■ **Material provided**:
- Opening Delimiter -

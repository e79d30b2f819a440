use crate::config::LlmConfig;
use crate::errors::ModelError;
use crate::llm::{CompletionParams, LanguageModel};
use async_trait::async_trait;
use reqwest::Client;
use serde_json::{json, Value};
use std::collections::HashMap;

/// Client for the OpenAI chat completions API and compatible servers.
#[derive(Debug, Clone)]
pub struct OpenAIClient {
    client: Client,
    api_key: Option<String>,
    api_base: String,
    model: String,
    headers: HashMap<String, String>,
}

impl OpenAIClient {
    pub fn new(api_key: Option<String>, model: String) -> Self {
        Self {
            client: Client::new(),
            api_key,
            api_base: "https://api.openai.com/v1".to_string(),
            model,
            headers: HashMap::new(),
        }
    }

    pub fn with_api_base(mut self, api_base: String) -> Self {
        self.api_base = api_base.trim_end_matches('/').to_string();
        self
    }

    pub fn with_headers(mut self, headers: HashMap<String, String>) -> Self {
        self.headers = headers;
        self
    }

    fn build_request_body(&self, prompt: &str, params: &CompletionParams) -> Value {
        json!({
            "model": self.model,
            "messages": [
                { "role": "system", "content": params.system_prompt },
                { "role": "user", "content": prompt },
            ],
            "temperature": params.temperature,
            "max_tokens": params.max_tokens,
        })
    }

    fn parse_response(&self, response: &Value) -> Result<String, ModelError> {
        let choices = response["choices"]
            .as_array()
            .ok_or_else(|| ModelError::InvalidResponse("No choices in response".to_string()))?;
        let choice = choices
            .first()
            .ok_or_else(|| ModelError::InvalidResponse("Empty choices array".to_string()))?;
        choice["message"]["content"]
            .as_str()
            .map(|s| s.to_string())
            .ok_or_else(|| ModelError::InvalidResponse("Response has no message content".to_string()))
    }
}

#[async_trait]
impl LanguageModel for OpenAIClient {
    fn model_id(&self) -> &str {
        &self.model
    }

    async fn complete(&self, prompt: &str, params: &CompletionParams) -> Result<String, ModelError> {
        let url = format!("{}/chat/completions", self.api_base);
        let body = self.build_request_body(prompt, params);
        log::debug!("OpenAI-compatible request to {} (model {})", url, self.model);

        let mut request = self
            .client
            .post(&url)
            .header("Content-Type", "application/json")
            .timeout(params.timeout)
            .json(&body);
        if let Some(api_key) = &self.api_key {
            request = request.header("Authorization", format!("Bearer {}", api_key));
        }
        for (name, value) in &self.headers {
            request = request.header(name.as_str(), value.as_str());
        }

        let response = request.send().await.map_err(|e| self.transport_error(e, params))?;
        let status = response.status();
        let response_text = response
            .text()
            .await
            .map_err(|e| self.transport_error(e, params))?;
        log::debug!("OpenAI-compatible response ({}): {} bytes", status, response_text.len());

        if !status.is_success() {
            let message = format!("API request failed with status {}: {}", status, response_text);
            return Err(if status.is_server_error() || status.as_u16() == 429 || status.as_u16() == 404 {
                ModelError::Unavailable {
                    model: self.model.clone(),
                    message,
                }
            } else {
                ModelError::InvalidResponse(message)
            });
        }

        let response_json: Value = serde_json::from_str(&response_text)
            .map_err(|e| ModelError::InvalidResponse(format!("Invalid JSON response: {}", e)))?;
        self.parse_response(&response_json)
    }
}

impl OpenAIClient {
    fn transport_error(&self, err: reqwest::Error, params: &CompletionParams) -> ModelError {
        if err.is_timeout() {
            ModelError::Timeout {
                model: self.model.clone(),
                seconds: params.timeout.as_secs(),
            }
        } else {
            ModelError::Unavailable {
                model: self.model.clone(),
                message: err.to_string(),
            }
        }
    }
}

pub fn create_client(config: &LlmConfig, model: &str) -> OpenAIClient {
    let mut client = OpenAIClient::new(config.auth.api_key.clone(), model.to_string())
        .with_headers(config.auth.headers.clone());
    if let Some(base_url) = &config.base_url {
        client = client.with_api_base(base_url.clone());
    }
    client
}

pub fn create_custom_client(config: &LlmConfig, base_url: &str, model: &str) -> OpenAIClient {
    create_client(config, model).with_api_base(base_url.to_string())
}
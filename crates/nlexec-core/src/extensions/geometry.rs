use super::{render_function, ExtensionHandler};
use crate::core_types::{CodeArtifact, DetectedValue, QueryAnalysis, QueryType, Shape};

#[derive(Debug, Clone, Copy, PartialEq, Eq)]
enum Measure {
    Area,
    Perimeter,
    Volume,
    Surface,
}

impl Measure {
    fn as_str(&self) -> &'static str {
        match self {
            Measure::Area => "area",
            Measure::Perimeter => "perimeter",
            Measure::Volume => "volume",
            Measure::Surface => "surface_area",
        }
    }
}

// Checked in order; "pole powierzchni" must win over "pole".
const MEASURE_WORDS: &[(&str, Measure)] = &[
    ("surface", Measure::Surface),
    ("pole powierzchni", Measure::Surface),
    ("powierzchnia całkowita", Measure::Surface),
    ("volume", Measure::Volume),
    ("objętość", Measure::Volume),
    ("objętości", Measure::Volume),
    ("perimeter", Measure::Perimeter),
    ("circumference", Measure::Perimeter),
    ("obwód", Measure::Perimeter),
    ("obwodu", Measure::Perimeter),
    ("area", Measure::Area),
    ("pole", Measure::Area),
    ("pola", Measure::Area),
    ("powierzchni", Measure::Area),
];

fn requested_measure(query_text: &str, shape: Shape) -> Measure {
    let lowered = query_text.to_lowercase();
    let solid = matches!(shape, Shape::Sphere | Shape::Cube);
    let found = MEASURE_WORDS
        .iter()
        .find(|(word, _)| lowered.contains(word))
        .map(|(_, m)| *m);
    match (found, solid) {
        (Some(Measure::Surface), false) => Measure::Area,
        (Some(Measure::Area), true) => Measure::Surface,
        (Some(measure), _) => measure,
        (None, true) => Measure::Volume,
        (None, false) => Measure::Area,
    }
}

/// A formula ready to render: parameters, setup lines and result expression.
struct Formula {
    params: Vec<(String, DetectedValue)>,
    setup: Vec<String>,
    expression: String,
}

/// Area, perimeter, volume and surface formulas for common shapes.
///
/// The generated source uses `math.pi` without importing `math`; the import is
/// added by the dependency repair pass like for any other artifact.
pub struct GeometryHandler;

impl GeometryHandler {
    pub fn new() -> Self {
        Self
    }

    fn formula(&self, query_text: &str, analysis: &QueryAnalysis) -> Option<(Shape, Measure, Formula)> {
        if analysis.query_type != QueryType::Geometric {
            return None;
        }
        let shape = analysis.shape?;
        let measure = requested_measure(query_text, shape);
        let var = |name: &str| analysis.variable(name).map(|v| (name.to_string(), v));

        let formula = match shape {
            Shape::Circle | Shape::Sphere => {
                let (param, setup) = match var("radius") {
                    Some(radius) => (radius, Vec::new()),
                    None => (var("diameter")?, vec!["radius = diameter / 2".to_string()]),
                };
                let expression = match (shape, measure) {
                    (Shape::Circle, Measure::Area) => "math.pi * radius ** 2",
                    (Shape::Circle, Measure::Perimeter) => "2 * math.pi * radius",
                    (Shape::Sphere, Measure::Volume) => "4 / 3 * math.pi * radius ** 3",
                    (Shape::Sphere, Measure::Surface) => "4 * math.pi * radius ** 2",
                    _ => return None,
                };
                Formula {
                    params: vec![param],
                    setup,
                    expression: expression.to_string(),
                }
            }
            Shape::Square | Shape::Cube => {
                let side = var("side").or_else(|| var("length"))?;
                let name = side.0.clone();
                let expression = match (shape, measure) {
                    (Shape::Square, Measure::Area) => format!("{} ** 2", name),
                    (Shape::Square, Measure::Perimeter) => format!("4 * {}", name),
                    (Shape::Cube, Measure::Volume) => format!("{} ** 3", name),
                    (Shape::Cube, Measure::Surface) => format!("6 * {} ** 2", name),
                    _ => return None,
                };
                Formula {
                    params: vec![side],
                    setup: Vec::new(),
                    expression,
                }
            }
            Shape::Rectangle => {
                let sides: Vec<_> = ["width", "height", "length"]
                    .iter()
                    .filter_map(|name| var(name))
                    .take(2)
                    .collect();
                if sides.len() < 2 {
                    return None;
                }
                let (a, b) = (sides[0].0.clone(), sides[1].0.clone());
                let expression = match measure {
                    Measure::Area => format!("{} * {}", a, b),
                    Measure::Perimeter => format!("2 * ({} + {})", a, b),
                    _ => return None,
                };
                Formula {
                    params: sides,
                    setup: Vec::new(),
                    expression,
                }
            }
            Shape::Triangle => {
                if measure != Measure::Area {
                    return None;
                }
                let base = var("base").or_else(|| var("length"))?;
                let height = var("height")?;
                let expression = format!("{} * {} / 2", base.0, height.0);
                Formula {
                    params: vec![base, height],
                    setup: Vec::new(),
                    expression,
                }
            }
        };
        Some((shape, measure, formula))
    }
}

impl Default for GeometryHandler {
    fn default() -> Self {
        Self::new()
    }
}

impl ExtensionHandler for GeometryHandler {
    fn name(&self) -> &str {
        "geometry"
    }

    fn matches(&self, query_text: &str, analysis: &QueryAnalysis) -> bool {
        self.formula(query_text, analysis).is_some()
    }

    fn generate(&self, query_text: &str, analysis: &QueryAnalysis) -> CodeArtifact {
        let Some((shape, measure, formula)) = self.formula(query_text, analysis) else {
            log::warn!("Geometry handler invoked for a query it does not match");
            return render_function(self.name(), "solution", "Unsupported geometry query.", &[], &[
                "return None".to_string(),
            ]);
        };
        let mut body = formula.setup;
        body.push(format!("return {}", formula.expression));
        render_function(
            self.name(),
            &format!("{}_{}", shape, measure.as_str()),
            &format!("Geometric: {} of a {}.", measure.as_str().replace('_', " "), shape),
            &formula.params,
            &body,
        )
    }
}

- Closing Delimiter -

■ **About this exercise**: Every line of the material above that has the string "math" needs pulling out.

■ **Response to this exercise**:
/// The generated source uses `math.pi` without importing `math`; the import is
                    (Shape::Circle, Measure::Area) => "math.pi * radius ** 2",
                    (Shape::Circle, Measure::Perimeter) => "2 * math.pi * radius",
                    (Shape::Sphere, Measure::Volume) => "4 / 3 * math.pi * radius ** 3",
                    (Shape::Sphere, Measure::Surface) => "4 * math.pi * radius ** 2",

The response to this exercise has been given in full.